What you have to do
Every line of the records below that holds the word "inbox" should be copied out.

Supplied material

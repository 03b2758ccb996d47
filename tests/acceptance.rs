//! Acceptance tests for the networking layer.
//!
//! These tests exercise the end-to-end scenarios over real sockets on the
//! loopback range:
//!
//! 1. Self-connection detection via the pending handshake nonce
//! 2. Outbound slot refill after a channel dies
//! 3. Host pool bootstrap from a seed peer
//! 4. Inactivity kill on a silent channel
//! 5. Stop idempotence and hosts persistence
//! 6. Pass-through relay of unconsumed commands
//!
//! Nodes listen on distinct loopback IPs (127.0.0.x) so the one-channel-
//! per-remote-IP policy holds in-process.

use std::path::Path;
use std::sync::Arc;
use std::time::Duration;

use tokio::time::sleep;

use galena_p2p::hosts::file as hosts_file;
use galena_p2p::{Endpoint, Message, NetworkAddress, P2p, P2pError, Settings};

/// Timeout for state-based waits.
const WAIT_TIMEOUT_MS: u64 = 15_000;

/// Wait for a condition with timeout, polling periodically.
async fn wait_for<F, Fut>(timeout_ms: u64, poll_ms: u64, mut condition: F) -> bool
where
    F: FnMut() -> Fut,
    Fut: std::future::Future<Output = bool>,
{
    let start = std::time::Instant::now();
    let timeout = Duration::from_millis(timeout_ms);
    let poll = Duration::from_millis(poll_ms);

    loop {
        if condition().await {
            return true;
        }
        if start.elapsed() > timeout {
            return false;
        }
        sleep(poll).await;
    }
}

/// Grab an ephemeral port from the OS.
fn free_port() -> u16 {
    let listener = std::net::TcpListener::bind("127.0.0.1:0").expect("bind probe");
    let port = listener.local_addr().expect("probe addr").port();
    drop(listener);
    port
}

fn addr(s: &str) -> NetworkAddress {
    NetworkAddress::from_socket(s.parse().unwrap(), 1)
}

/// Seed skip marker: an address nothing in these tests ever dials.
fn stocked() -> Vec<NetworkAddress> {
    vec![addr("198.51.100.99:1")]
}

/// Pre-write a node's hosts file so `start` loads a stocked pool.
async fn write_hosts(path: &Path, addrs: &[NetworkAddress]) {
    hosts_file::save(path, addrs).await.expect("write hosts file");
}

/// Base settings for test nodes: quiet, short dials, long idle timers.
fn base_settings(dir: &Path, hosts_name: &str) -> Settings {
    Settings::testnet()
        .with_inbound_port(0)
        .with_outbound_connections(0)
        .with_seeds(Vec::new())
        .with_hosts_file(dir.join(hosts_name))
        .with_connect_timeout(Duration::from_secs(2))
        .with_handshake_timeout(Duration::from_secs(5))
        .with_germination(Duration::from_secs(5))
        .with_heartbeat(Duration::from_secs(60))
        .with_inactivity(Duration::from_secs(60))
        .with_expiration(Duration::from_secs(120))
}

/// Start a listener-only node on an ephemeral port.
async fn start_listener(dir: &Path, name: &str) -> (P2p, u16) {
    let port = free_port();
    let settings = base_settings(dir, name).with_inbound_port(port);
    write_hosts(&settings.hosts_file.clone(), &stocked()).await;

    let p2p = P2p::new(settings);
    p2p.start().await.expect("listener start");
    p2p.run().await.expect("listener run");
    (p2p, port)
}

// ============================================================================
// Scenario 1: Self-connection detection
// ============================================================================

#[tokio::test]
async fn test_handshake_self_connection_detected() {
    let dir = tempfile::tempdir().unwrap();
    let port = free_port();

    let settings = base_settings(dir.path(), "self.json")
        .with_inbound_port(port)
        .with_outbound_connections(1)
        .with_connection_limit(8)
        .with_manual_retry_limit(1);
    write_hosts(&settings.hosts_file.clone(), &stocked()).await;

    let p2p = P2p::new(settings);
    p2p.start().await.unwrap();
    p2p.run().await.unwrap();

    // Dial our own listener: the outbound nonce comes straight back in the
    // inbound version message.
    let completion = p2p.connect_with_handler("127.0.0.1", port);
    let result = completion.await.expect("manual completion");
    assert!(result.is_err(), "self-connection must not produce a channel");
    assert_ne!(result.err(), Some(P2pError::ServiceStopped));

    // Both ends wind down: nothing pending, nothing connected.
    assert!(
        wait_for(WAIT_TIMEOUT_MS, 50, || async {
            p2p.pent_count().await == 0 && p2p.connected_count().await == 0
        })
        .await,
        "self-connection left registry residue"
    );

    p2p.close().await;
}

// ============================================================================
// Scenario 2: Outbound refill
// ============================================================================

#[tokio::test]
async fn test_outbound_refill_after_channel_death() {
    let dir = tempfile::tempdir().unwrap();

    // Two reachable peers on distinct loopback IPs.
    let (peer_a, port_a) = start_listener(dir.path(), "peer_a.json").await;
    let (peer_b, port_b) = start_listener(dir.path(), "peer_b.json").await;

    // Pool: two live entries plus three dead TEST-NET entries.
    let pool = vec![
        addr(&format!("127.0.0.1:{}", port_a)),
        addr(&format!("127.0.0.2:{}", port_b)),
        addr("127.0.0.9:1"),
        addr("127.0.0.10:1"),
        addr("127.0.0.11:1"),
    ];

    let settings = base_settings(dir.path(), "main.json")
        .with_outbound_connections(2)
        .with_connect_batch_size(3)
        .with_connect_timeout(Duration::from_millis(500));
    write_hosts(&settings.hosts_file.clone(), &pool).await;

    let p2p = P2p::new(settings);
    let first_channel = {
        p2p.start().await.unwrap();
        let subscription = p2p.subscribe().unwrap();
        p2p.run().await.unwrap();
        subscription.await.expect("first promotion").expect("channel")
    };

    assert!(
        wait_for(WAIT_TIMEOUT_MS, 50, || async {
            p2p.connected_count().await == 2
        })
        .await,
        "expected both outbound slots to fill"
    );

    // Kill one channel; the slot must refill with a fresh channel.
    let refill = p2p.subscribe().unwrap();
    first_channel.stop(P2pError::ChannelDropped);

    let replacement = refill.await.expect("refill promotion").expect("channel");
    assert!(!Arc::ptr_eq(&first_channel, &replacement));
    assert!(
        wait_for(WAIT_TIMEOUT_MS, 50, || async {
            p2p.connected_count().await == 2
        })
        .await,
        "expected the vacated slot to refill"
    );

    // Every fill round dials at least one dead candidate (batches are three
    // distinct picks from a pool with only two live entries), and failed
    // dials are removed from the pool.
    assert!(
        wait_for(WAIT_TIMEOUT_MS, 50, || async {
            p2p.address_count().await < 5
        })
        .await,
        "expected dead candidates to be removed from the pool"
    );
    assert!(p2p.address_count().await >= 2, "live entries must survive");

    p2p.close().await;
    peer_a.close().await;
    peer_b.close().await;
}

// ============================================================================
// Scenario 3: Seed bootstrap
// ============================================================================

#[tokio::test]
async fn test_seed_bootstrap_fills_host_pool() {
    let dir = tempfile::tempdir().unwrap();

    // The seed peer's pool holds twenty harvestable addresses.
    let harvest: Vec<NetworkAddress> = (1..=20)
        .map(|i| addr(&format!("203.0.113.{}:7333", i)))
        .collect();
    let seed_port = free_port();
    let seed_settings = base_settings(dir.path(), "seed_peer.json").with_inbound_port(seed_port);
    write_hosts(&seed_settings.hosts_file.clone(), &harvest).await;

    let seed_peer = P2p::new(seed_settings);
    seed_peer.start().await.unwrap();
    seed_peer.run().await.unwrap();

    // The main node starts with nothing but the seed endpoint.
    let settings = base_settings(dir.path(), "main.json")
        .with_seeds(vec![Endpoint::new("127.0.0.1", seed_port)]);
    let p2p = P2p::new(settings);
    p2p.start().await.expect("seeded start");

    assert!(
        p2p.address_count().await >= 20,
        "seeding should stock the pool, got {}",
        p2p.address_count().await
    );

    // The seed channel is short-lived: the peer sees it close.
    assert!(
        wait_for(WAIT_TIMEOUT_MS, 50, || async {
            seed_peer.connected_count().await == 0
        })
        .await,
        "seed channel should be closed after the harvest"
    );

    p2p.close().await;
    seed_peer.close().await;
}

// ============================================================================
// Scenario 4: Inactivity kill
// ============================================================================

#[tokio::test]
async fn test_inactivity_kills_silent_channel() {
    let dir = tempfile::tempdir().unwrap();
    let (peer, port) = start_listener(dir.path(), "peer.json").await;

    let settings = base_settings(dir.path(), "main.json")
        .with_inactivity(Duration::from_millis(700));
    write_hosts(&settings.hosts_file.clone(), &stocked()).await;

    let p2p = P2p::new(settings);
    p2p.start().await.unwrap();

    let first = p2p.subscribe().unwrap();
    p2p.connect("127.0.0.1", port);
    let channel = first.await.expect("promotion").expect("channel");

    // Nobody speaks after the handshake, so the idle timer fires.
    assert!(
        wait_for(WAIT_TIMEOUT_MS, 50, || async { channel.is_stopped() }).await,
        "silent channel should be killed"
    );
    assert_eq!(channel.stop_reason(), Some(P2pError::ChannelTimeout));

    // The bus saw no stop event; the next event is the redial's promotion
    // of a fresh channel.
    let next = p2p.subscribe().unwrap();
    let redialed = next.await.expect("redial promotion").expect("channel");
    assert!(!Arc::ptr_eq(&channel, &redialed));

    p2p.close().await;
    peer.close().await;
}

// ============================================================================
// Scenario 5: Stop idempotence and hosts persistence
// ============================================================================

#[tokio::test]
async fn test_stop_is_idempotent_and_persists_hosts() {
    let dir = tempfile::tempdir().unwrap();

    let initial = vec![
        addr("203.0.113.1:7333"),
        addr("203.0.113.2:7333"),
        addr("203.0.113.3:7333"),
    ];
    let settings = base_settings(dir.path(), "main.json");
    let hosts_path = settings.hosts_file.clone();
    write_hosts(&hosts_path, &initial).await;

    let p2p = P2p::new(settings);
    p2p.start().await.unwrap();
    assert_eq!(p2p.address_count().await, 3);

    p2p.store_address(addr("203.0.113.50:7333")).await.unwrap();

    assert!(p2p.stop().await.is_ok());
    assert_eq!(p2p.stop().await, Err(P2pError::ServiceStopped));
    assert_eq!(p2p.connected_count().await, 0);

    // The file reflects the pool as of the stop.
    let persisted = hosts_file::load(&hosts_path).await.unwrap();
    assert_eq!(persisted.len(), 4);

    p2p.close().await;
}

// ============================================================================
// Scenario 6: Unconsumed commands pass through to channel subscribers
// ============================================================================

#[tokio::test]
async fn test_unknown_command_relayed_to_channel_subscribers() {
    let dir = tempfile::tempdir().unwrap();
    let (peer, port) = start_listener(dir.path(), "peer.json").await;

    let settings = base_settings(dir.path(), "main.json");
    write_hosts(&settings.hosts_file.clone(), &stocked()).await;
    let p2p = P2p::new(settings);
    p2p.start().await.unwrap();

    // Capture both ends of the link.
    let peer_promotion = peer.subscribe().unwrap();
    let main_promotion = p2p.subscribe().unwrap();
    p2p.connect("127.0.0.1", port);

    let main_channel = main_promotion.await.expect("promotion").expect("channel");
    let peer_channel = peer_promotion.await.expect("promotion").expect("channel");
    let mut inbox = peer_channel.subscribe_messages();

    // A command the core does not consume travels the wire unchanged.
    let inventory = Message::Unknown {
        command: "inv".to_string(),
        payload: vec![0xab; 36],
    };
    main_channel.send(inventory.clone()).unwrap();

    let received = tokio::time::timeout(Duration::from_secs(10), inbox.recv())
        .await
        .expect("relay timeout")
        .expect("channel closed");
    assert_eq!(received, inventory);

    // Broadcast reaches the only live channel.
    assert_eq!(p2p.broadcast(Message::Unknown {
        command: "mempool".to_string(),
        payload: Vec::new(),
    })
    .await, 1);

    p2p.close().await;
    peer.close().await;
}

Problem solution
    let mut inbox = peer_channel.subscribe_messages();
    let received = tokio::time::timeout(Duration::from_secs(10), inbox.recv())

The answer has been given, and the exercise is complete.